Abstract for T0151

1,1,1-Trichloroethane (TCEN), a saturated lipophilic trichlorinated hydrocarbon was evaluated for postnatal effects in COBS CD® (SD)BR outbred albino rats. This study was designed to assess the repeatability of a report (Dapson et al., 1984) that 10 ppm TCEN in drinking water caused cardiac malformations in rats. TCEN was administered in the drinking water at nominal concentrations of 3, 10 and 30 ppm, using 0.05% Tween 80® as an emulsifying agent. Two control groups, one receiving deionized/filtered water and the other receiving a vehicle control solution containing 0.05% Tween 80® and 0.9 ppm 1,4-dioxane, a stabilizing agent found in the bulk chemical, were also included. Male and female breeders were exposed to the control solutions or test compound for 14 consecutive days prior to cohabitation and for up to 13 days during the cohabitation phase. Sperm-positive females continued to be exposed to the formulations throughout gestation, and females delivering live litters received treatment to the end of lactation on postnatal day (pnd) 21. The following results were obtained:

1. A minimal dose-related decrease in water consumption and slight dose-related increase in weight gain for males during the premating period.
2. A minimal dose-related decrease in water consumption for females during the premating period.
3. Average TCEN consumption based on time-weighted averages of TCEN concentration in the formulations during the premating period was 267, 792, or 2388 mg/kg/day for males, and 313, 994, or 2956 mg/kg/day for females in the 3, 10, or 30 ppm dose groups .
4. No effect of treatment on any measure of maternal weight gain, food, or water consumption during the gestational period. Average maternal TCEN consumption from gestational day (gd) 0 to parturition was 348, 1162, or 3504 mg/kg/day for the 3, 10, or 30 ppm dose groups, respectively.

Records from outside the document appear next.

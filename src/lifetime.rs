//! Registration lifetimes.

/// Lifetime controlling whether a registration's value is memoized.
///
/// # Examples
///
/// ```rust
/// use ferrous_locator::{Container, Lifetime, Resolver, with_lifetime};
/// use std::sync::Arc;
/// use std::sync::atomic::{AtomicUsize, Ordering};
///
/// let calls = Arc::new(AtomicUsize::new(0));
/// let mut container = Container::new();
///
/// let counter = calls.clone();
/// container.register_dynamic::<usize, _>(
///     move |_| Ok(Arc::new(counter.fetch_add(1, Ordering::SeqCst))),
///     &[with_lifetime(Lifetime::Static)],
/// );
///
/// let first = container.get::<usize>().unwrap();
/// let second = container.get::<usize>().unwrap();
/// assert!(Arc::ptr_eq(&first, &second));
/// assert_eq!(calls.load(Ordering::SeqCst), 1);
/// ```
#[derive(Debug, Clone, Copy, PartialEq, Eq, Hash, Default)]
#[cfg_attr(feature = "serde", derive(serde::Serialize, serde::Deserialize))]
#[cfg_attr(feature = "serde", serde(rename_all = "snake_case"))]
pub enum Lifetime {
    /// Factory runs once; its outcome, value or error, is reused for the
    /// life of the container.
    Static,
    /// Factory runs on every resolution. Nothing is cached.
    #[default]
    PerRequest,
}

impl Lifetime {
    /// Whether resolutions under this lifetime are memoized.
    pub fn is_memoized(self) -> bool {
        matches!(self, Lifetime::Static)
    }
}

5. No effect on fertility or length of gestation.
6. At 30 ppm TCEN, a small but significant decrease in maternal weight gain during the postnatal period, that was not accompanied by any significant perturbation of maternal food or water intake. Average maternal consumption of TCEN from pnd 1-21 was 605, 1987, or 5922 mg/kg/day for the 3,10, or 30 ppm groups, respectively.
7. No effect of treatment on pup body weight or survival from pnd 1 to pnd 21, or sex ratio of live litters. At 30 ppm, a slight but significant increase in mortality from conception to pnd 1 was observed. An increase in mortality from conception to pnd 4 was also noted in the 30 ppm group but was not significantly different from the vehicle control.

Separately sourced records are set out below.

//! Invocation engine: binds a callable's parameters through a resolver and
//! runs it.
//!
//! A callable is any `Fn` of up to eight [`Parameter`]s returning an
//! [`Outcome`]. Its [`Signature`] is derived from those types, so the binding
//! algorithm works over descriptors rather than concrete types:
//!
//! - a [`Rest<T>`] tail takes every registration of `T` as separate trailing
//!   arguments;
//! - `Vec<Arc<T>>` and `[Arc<T>; N]` take every registration of `T` as one
//!   sequence;
//! - `HashMap<String, Arc<T>>` and `IndexMap<String, Arc<T>>` take the named
//!   registrations of `T`;
//! - `Arc<T>` takes the single selected registration of `T`.
//!
//! Every argument is bound before the callable runs, so a failed lookup never
//! leads to a partial call.
//!
//! # Examples
//!
//! ```
//! use ferrous_locator::{invoke, Container};
//! use std::sync::Arc;
//!
//! trait Greeter: Send + Sync {
//!     fn name(&self) -> String;
//! }
//!
//! struct Sample(String);
//! impl Greeter for Sample {
//!     fn name(&self) -> String { self.0.clone() }
//! }
//!
//! let mut container = Container::new();
//! container.register_instance(Arc::new("hello".to_string()), &[]);
//! container.register_instance::<dyn Greeter>(Arc::new(Sample("test".into())), &[]);
//!
//! let greeting = invoke(&container, |g: Arc<dyn Greeter>, s: Arc<String>| {
//!     Arc::new(format!("{} {}", s, g.name()))
//! })
//! .unwrap();
//! assert_eq!(*greeting, "hello test");
//! ```

pub mod outcome;
pub mod params;

use std::sync::Arc;

use smallvec::{smallvec, SmallVec};

use crate::error::{DiError, DiResult};
use crate::key::TypeKey;
use crate::registration::Factory;
use crate::traits::ResolverCore;

pub use outcome::{Outcome, ReturnShape, ReturnSlot};
pub use params::{Argument, ParamDescriptor, ParamKind, Parameter, Rest};

/// Bound arguments in declaration order.
pub type Arguments = SmallVec<[Argument; 4]>;

/// Parameter and return descriptors of a callable.
#[derive(Debug, Clone, PartialEq, Eq)]
pub struct Signature {
    params: SmallVec<[ParamDescriptor; 4]>,
    returns: ReturnShape,
}

impl Signature {
    pub fn new(params: SmallVec<[ParamDescriptor; 4]>, returns: ReturnShape) -> Self {
        Self { params, returns }
    }

    pub fn params(&self) -> &[ParamDescriptor] {
        &self.params
    }

    pub fn returns(&self) -> &ReturnShape {
        &self.returns
    }

    /// True when the last parameter is a variadic tail.
    pub fn is_variadic(&self) -> bool {
        matches!(self.params.last(), Some(param) if param.kind == ParamKind::Variadic)
    }

    /// Checks that the signature can be invoked: a variadic tail may only
    /// appear as the last parameter.
    pub fn validate(&self) -> DiResult<()> {
        let last = self.params.len().saturating_sub(1);
        for (index, param) in self.params.iter().enumerate() {
            if param.kind == ParamKind::Variadic && index != last {
                return Err(DiError::validation(format!(
                    "variadic parameter {} of '{}' must be the last parameter",
                    index,
                    param.element.type_name()
                )));
            }
        }
        Ok(())
    }

    /// The type a constructor with this signature produces.
    ///
    /// A constructor returns exactly one value, optionally followed by an
    /// error channel. Anything else is rejected.
    pub fn constructed_key(&self) -> DiResult<TypeKey> {
        self.validate()?;
        match self.returns.slots() {
            [ReturnSlot::Value(key)] | [ReturnSlot::Value(key), ReturnSlot::Error] => Ok(*key),
            [_, _] => Err(DiError::validation(
                "if a constructor has two return values, the second must be an error",
            )),
            _ => Err(DiError::validation(
                "a constructor must return a value and an optional error",
            )),
        }
    }
}

/// A function the engine can call with resolved arguments.
///
/// Implemented for every `Fn(P1, ..., Pn) -> O` with `n <= 8`, where each
/// `Pi` is a [`Parameter`] and `O` an [`Outcome`]. `Args` is the tuple of
/// parameter types and only serves to keep the implementations apart.
pub trait Callable<Args> {
    type Output: Outcome;

    fn signature(&self) -> Signature;

    /// Converts the bound arguments and calls the function. Conversion of
    /// every argument happens before the call.
    fn call(&self, arguments: Arguments) -> DiResult<Self::Output>;
}

fn next_argument(arguments: &mut impl Iterator<Item = Argument>) -> DiResult<Argument> {
    arguments
        .next()
        .ok_or_else(|| DiError::validation("fewer arguments bound than parameters declared"))
}

macro_rules! impl_callable {
    ($($param:ident),*) => {
        impl<Func, Out, $($param,)*> Callable<($($param,)*)> for Func
        where
            Func: Fn($($param),*) -> Out,
            Out: Outcome,
            $($param: Parameter,)*
        {
            type Output = Out;

            fn signature(&self) -> Signature {
                Signature::new(
                    smallvec![$(<$param as Parameter>::descriptor()),*],
                    Out::shape(),
                )
            }

            #[allow(non_snake_case, unused_mut, unused_variables)]
            fn call(&self, arguments: Arguments) -> DiResult<Out> {
                let mut arguments = arguments.into_iter();
                $(
                    let $param = <$param as Parameter>::from_argument(next_argument(&mut arguments)?)?;
                )*
                Ok((self)($($param),*))
            }
        }
    };
}

impl_callable!();
impl_callable!(P1);
impl_callable!(P1, P2);
impl_callable!(P1, P2, P3);
impl_callable!(P1, P2, P3, P4);
impl_callable!(P1, P2, P3, P4, P5);
impl_callable!(P1, P2, P3, P4, P5, P6);
impl_callable!(P1, P2, P3, P4, P5, P6, P7);
impl_callable!(P1, P2, P3, P4, P5, P6, P7, P8);

fn bind_one<R: ResolverCore + ?Sized>(resolver: &R, param: &ParamDescriptor) -> DiResult<Argument> {
    match param.kind {
        ParamKind::Variadic | ParamKind::Sequence { .. } => {
            resolver.resolve_all(&param.element).map(Argument::Sequence)
        }
        ParamKind::Map => resolver.resolve_map(&param.element).map(Argument::Map),
        ParamKind::Single => resolver.resolve(&param.element).map(Argument::Single),
    }
}

/// Resolves every parameter of `signature`, stopping at the first failure.
pub fn bind<R: ResolverCore + ?Sized>(resolver: &R, signature: &Signature) -> DiResult<Arguments> {
    signature
        .params()
        .iter()
        .map(|param| bind_one(resolver, param))
        .collect()
}

/// Binds the parameters of `callable` through `resolver`, calls it and
/// normalizes its return value.
///
/// Fails with the first resolution error, with [`DiError::Validation`] for a
/// misplaced variadic tail, and with [`DiError::Factory`] when the callable
/// returns `Err`. A callable returning `Err` never yields a value.
pub fn invoke<Args, F, R>(resolver: &R, callable: F) -> DiResult<<F::Output as Outcome>::Value>
where
    F: Callable<Args>,
    R: ResolverCore + ?Sized,
{
    invoke_ref::<Args, F, R>(resolver, &callable)
}

pub(crate) fn invoke_ref<Args, F, R>(resolver: &R, callable: &F) -> DiResult<<F::Output as Outcome>::Value>
where
    F: Callable<Args>,
    R: ResolverCore + ?Sized,
{
    let signature = callable.signature();
    signature.validate()?;
    let arguments = bind(resolver, &signature)?;
    callable.call(arguments)?.settle()
}

/// Validates `constructor` and wraps it into a factory registered under the
/// type it returns.
pub(crate) fn constructor_factory<Args, F>(constructor: F) -> DiResult<(TypeKey, Factory)>
where
    F: Callable<Args> + Send + Sync + 'static,
    Args: 'static,
{
    let key = constructor.signature().constructed_key()?;
    let factory: Factory = Arc::new(move |resolver: &dyn ResolverCore| {
        let value = invoke_ref::<Args, F, dyn ResolverCore>(resolver, &constructor)?;
        <F::Output as Outcome>::erase(value).ok_or_else(|| {
            DiError::validation(format!("constructor for '{}' produced no value", key.type_name()))
        })
    });
    Ok((key, factory))
}

#[cfg(test)]
mod tests {
    use super::*;
    use std::collections::HashMap;

    fn signature_of<Args, F: Callable<Args>>(callable: F) -> Signature {
        callable.signature()
    }

    #[test]
    fn signature_lists_parameters_in_order() {
        let signature = signature_of(|_: Arc<u8>, _: Vec<Arc<u16>>, _: HashMap<String, Arc<u32>>| ());
        let kinds: Vec<ParamKind> = signature.params().iter().map(|p| p.kind).collect();
        assert_eq!(
            kinds,
            vec![ParamKind::Single, ParamKind::Sequence { len: None }, ParamKind::Map]
        );
        assert!(!signature.is_variadic());
    }

    #[test]
    fn variadic_must_be_last() {
        let signature = signature_of(|_: Rest<u8>, _: Arc<u16>| ());
        assert!(matches!(signature.validate(), Err(DiError::Validation(_))));

        let signature = signature_of(|_: Arc<u16>, _: Rest<u8>| ());
        assert!(signature.validate().is_ok());
        assert!(signature.is_variadic());
    }

    #[test]
    fn constructor_shapes() {
        assert!(signature_of(|| Arc::new(1u8)).constructed_key().is_ok());
        assert!(signature_of(|| -> Result<Arc<u8>, std::io::Error> { Ok(Arc::new(1)) })
            .constructed_key()
            .is_ok());
        assert!(signature_of(|| ()).constructed_key().is_err());
        assert!(signature_of(|| -> Result<(), std::io::Error> { Ok(()) })
            .constructed_key()
            .is_err());
        assert!(signature_of(|| (Arc::new(1u8), Arc::new(2u16)))
            .constructed_key()
            .is_err());
    }
}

8. No evidence of a dose-related increase in cardiac or other malformations in pups culled on pnd 4, or those examined at scheduled sacrifice on pnd 21.
9. TCEN-containing drinking water solutions were difficult to formulate and were unstable. These problems seriously limited attempts to estimate the true level of exposure of the animals to the test chemical. Thus, it was necessary to calculate TCEN consumption based on time-weighted averages of TCEN concentration in the formulations.
10. A pharmacokinetic model predicted that blood concentrations of TCEN would be less than 5 ng/ml. Using an analytical method with a 5 ng/ml limit of detection, we were unable to detect TCEN in the majority of samples from adult male and female rats, and pups on pnd 21.

Continuous exposure to TCEN in the drinking water at nominal concentrations up. to 30 ppm caused only minimal toxicity in the parental generation and the 21 day old pups. Based on the time-weighted average concentrations of TCEN in the formulations, the average exposure levels over the entire study were 2.7, 8.5, or 27.1 ppm TCEN for the 3, 10, or 30 ppm groups, respectively. Although a documented exposure level higher than that reported by Dapson et al. (1984) was used in the present study, no abnormalities of the ductus arteriosus or atrium were observed.